Collected data entries:
-=-=-
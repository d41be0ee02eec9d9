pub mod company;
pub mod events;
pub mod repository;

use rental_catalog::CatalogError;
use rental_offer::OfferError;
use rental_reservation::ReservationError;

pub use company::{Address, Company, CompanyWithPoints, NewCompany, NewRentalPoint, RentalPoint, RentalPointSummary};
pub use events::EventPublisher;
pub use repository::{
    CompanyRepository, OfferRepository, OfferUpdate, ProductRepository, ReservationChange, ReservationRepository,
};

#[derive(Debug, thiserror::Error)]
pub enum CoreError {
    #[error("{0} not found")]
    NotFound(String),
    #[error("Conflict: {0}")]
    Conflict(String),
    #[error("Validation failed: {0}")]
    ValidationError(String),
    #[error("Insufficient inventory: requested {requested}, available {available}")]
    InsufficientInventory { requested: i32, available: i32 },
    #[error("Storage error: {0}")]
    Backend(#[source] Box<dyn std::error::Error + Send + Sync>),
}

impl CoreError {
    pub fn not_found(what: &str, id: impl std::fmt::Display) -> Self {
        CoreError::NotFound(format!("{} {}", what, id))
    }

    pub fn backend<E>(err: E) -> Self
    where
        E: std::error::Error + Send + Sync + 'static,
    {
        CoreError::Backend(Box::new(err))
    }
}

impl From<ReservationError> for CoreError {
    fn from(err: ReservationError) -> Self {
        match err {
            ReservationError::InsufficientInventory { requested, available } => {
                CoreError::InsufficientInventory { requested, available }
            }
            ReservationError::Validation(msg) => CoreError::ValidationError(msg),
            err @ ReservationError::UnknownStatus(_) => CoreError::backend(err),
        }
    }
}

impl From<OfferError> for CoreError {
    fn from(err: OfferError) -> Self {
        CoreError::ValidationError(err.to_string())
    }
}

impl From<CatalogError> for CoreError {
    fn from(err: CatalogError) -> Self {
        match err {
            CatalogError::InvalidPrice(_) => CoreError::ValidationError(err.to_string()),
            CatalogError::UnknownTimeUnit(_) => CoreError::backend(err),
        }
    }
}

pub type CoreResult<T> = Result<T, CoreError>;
-=-=-
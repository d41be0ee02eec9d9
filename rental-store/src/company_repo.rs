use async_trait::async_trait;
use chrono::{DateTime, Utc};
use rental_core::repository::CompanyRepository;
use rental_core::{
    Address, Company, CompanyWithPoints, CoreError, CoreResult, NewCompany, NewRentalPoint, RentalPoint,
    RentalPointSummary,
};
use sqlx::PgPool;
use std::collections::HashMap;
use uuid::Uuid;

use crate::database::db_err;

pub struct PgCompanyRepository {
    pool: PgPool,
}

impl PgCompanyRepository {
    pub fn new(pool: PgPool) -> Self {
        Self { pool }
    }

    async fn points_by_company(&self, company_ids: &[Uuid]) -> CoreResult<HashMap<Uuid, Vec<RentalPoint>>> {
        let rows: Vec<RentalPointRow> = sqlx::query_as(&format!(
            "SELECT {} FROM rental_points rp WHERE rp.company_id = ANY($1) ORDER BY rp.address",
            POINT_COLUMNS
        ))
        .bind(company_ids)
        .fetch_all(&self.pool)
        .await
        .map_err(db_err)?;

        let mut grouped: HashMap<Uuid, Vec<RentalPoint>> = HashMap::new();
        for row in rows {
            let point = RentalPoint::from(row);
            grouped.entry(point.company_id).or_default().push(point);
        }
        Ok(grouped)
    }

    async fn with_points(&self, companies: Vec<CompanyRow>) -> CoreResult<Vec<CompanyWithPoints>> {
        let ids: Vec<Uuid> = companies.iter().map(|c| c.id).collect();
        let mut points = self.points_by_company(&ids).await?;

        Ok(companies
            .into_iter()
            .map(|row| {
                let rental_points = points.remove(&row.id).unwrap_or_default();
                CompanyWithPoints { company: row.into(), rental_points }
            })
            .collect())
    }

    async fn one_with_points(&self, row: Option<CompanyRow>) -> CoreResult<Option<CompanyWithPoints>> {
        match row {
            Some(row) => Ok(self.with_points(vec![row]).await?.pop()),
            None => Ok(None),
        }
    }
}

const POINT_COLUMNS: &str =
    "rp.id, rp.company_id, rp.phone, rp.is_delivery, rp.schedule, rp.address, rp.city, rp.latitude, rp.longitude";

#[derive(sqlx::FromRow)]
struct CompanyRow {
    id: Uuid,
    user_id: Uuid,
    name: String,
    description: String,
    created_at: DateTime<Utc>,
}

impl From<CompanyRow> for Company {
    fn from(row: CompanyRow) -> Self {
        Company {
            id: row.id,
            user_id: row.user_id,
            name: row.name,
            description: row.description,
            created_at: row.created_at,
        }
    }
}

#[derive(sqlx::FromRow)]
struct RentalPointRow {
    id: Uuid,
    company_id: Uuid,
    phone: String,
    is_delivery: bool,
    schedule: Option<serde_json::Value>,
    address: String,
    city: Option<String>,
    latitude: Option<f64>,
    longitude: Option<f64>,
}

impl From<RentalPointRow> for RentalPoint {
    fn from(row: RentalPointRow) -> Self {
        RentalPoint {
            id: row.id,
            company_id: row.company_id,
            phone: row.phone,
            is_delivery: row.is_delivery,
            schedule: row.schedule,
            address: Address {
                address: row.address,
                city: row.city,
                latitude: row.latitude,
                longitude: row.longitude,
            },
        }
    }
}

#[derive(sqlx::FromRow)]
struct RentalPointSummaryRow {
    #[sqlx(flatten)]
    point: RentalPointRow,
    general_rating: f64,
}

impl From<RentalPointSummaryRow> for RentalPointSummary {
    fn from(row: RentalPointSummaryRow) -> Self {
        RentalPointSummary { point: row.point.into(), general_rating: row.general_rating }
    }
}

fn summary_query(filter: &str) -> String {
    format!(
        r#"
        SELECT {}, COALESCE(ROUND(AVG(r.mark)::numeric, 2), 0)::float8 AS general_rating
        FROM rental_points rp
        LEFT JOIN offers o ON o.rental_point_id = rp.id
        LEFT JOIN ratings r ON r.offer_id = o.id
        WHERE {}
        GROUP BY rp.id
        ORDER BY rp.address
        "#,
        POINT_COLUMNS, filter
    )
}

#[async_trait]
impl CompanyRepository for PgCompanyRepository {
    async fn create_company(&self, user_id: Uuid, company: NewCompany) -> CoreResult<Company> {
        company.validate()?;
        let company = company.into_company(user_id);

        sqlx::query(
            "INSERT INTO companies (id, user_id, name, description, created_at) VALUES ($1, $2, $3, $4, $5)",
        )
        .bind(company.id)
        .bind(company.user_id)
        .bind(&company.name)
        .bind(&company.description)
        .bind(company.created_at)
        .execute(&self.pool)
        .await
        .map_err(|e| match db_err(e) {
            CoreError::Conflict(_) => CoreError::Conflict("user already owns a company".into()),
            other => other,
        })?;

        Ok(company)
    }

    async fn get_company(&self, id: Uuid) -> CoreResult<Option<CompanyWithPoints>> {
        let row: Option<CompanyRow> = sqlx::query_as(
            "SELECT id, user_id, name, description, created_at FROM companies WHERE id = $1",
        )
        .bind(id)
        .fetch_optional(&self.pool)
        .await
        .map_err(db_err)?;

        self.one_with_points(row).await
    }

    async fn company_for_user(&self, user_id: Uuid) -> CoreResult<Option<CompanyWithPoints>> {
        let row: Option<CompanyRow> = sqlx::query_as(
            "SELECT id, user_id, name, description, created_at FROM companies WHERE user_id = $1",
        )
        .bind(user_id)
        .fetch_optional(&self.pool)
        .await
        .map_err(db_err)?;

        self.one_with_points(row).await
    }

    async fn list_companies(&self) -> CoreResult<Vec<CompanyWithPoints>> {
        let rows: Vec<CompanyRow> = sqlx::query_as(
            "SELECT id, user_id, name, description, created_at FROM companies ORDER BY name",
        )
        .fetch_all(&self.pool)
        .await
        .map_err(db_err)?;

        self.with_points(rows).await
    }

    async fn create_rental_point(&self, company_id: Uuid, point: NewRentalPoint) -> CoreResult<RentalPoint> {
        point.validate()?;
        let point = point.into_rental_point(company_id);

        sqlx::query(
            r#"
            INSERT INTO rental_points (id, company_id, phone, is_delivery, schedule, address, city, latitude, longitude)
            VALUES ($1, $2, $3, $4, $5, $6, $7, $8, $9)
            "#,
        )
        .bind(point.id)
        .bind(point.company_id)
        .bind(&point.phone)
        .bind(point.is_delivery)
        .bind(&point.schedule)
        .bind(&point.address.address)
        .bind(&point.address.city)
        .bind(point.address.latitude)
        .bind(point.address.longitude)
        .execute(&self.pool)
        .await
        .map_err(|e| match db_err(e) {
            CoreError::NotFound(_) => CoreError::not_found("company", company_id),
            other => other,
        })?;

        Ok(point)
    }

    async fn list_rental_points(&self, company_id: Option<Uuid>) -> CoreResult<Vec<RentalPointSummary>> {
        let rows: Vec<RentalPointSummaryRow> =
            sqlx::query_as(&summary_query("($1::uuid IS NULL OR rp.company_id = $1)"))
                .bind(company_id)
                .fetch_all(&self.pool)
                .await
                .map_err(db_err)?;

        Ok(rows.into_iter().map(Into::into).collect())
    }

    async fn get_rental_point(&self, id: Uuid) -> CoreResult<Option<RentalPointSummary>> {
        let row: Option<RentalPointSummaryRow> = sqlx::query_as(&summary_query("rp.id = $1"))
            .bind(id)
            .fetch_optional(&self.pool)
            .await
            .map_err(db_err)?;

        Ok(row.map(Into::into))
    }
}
-=-=-
◆ **The problem**: Search the records for the string "ORDER" and report each line that has it.

◆ **Exercise response**:
            "SELECT {} FROM rental_points rp WHERE rp.company_id = ANY($1) ORDER BY rp.address",
        ORDER BY rp.address
            "SELECT id, user_id, name, description, created_at FROM companies ORDER BY name",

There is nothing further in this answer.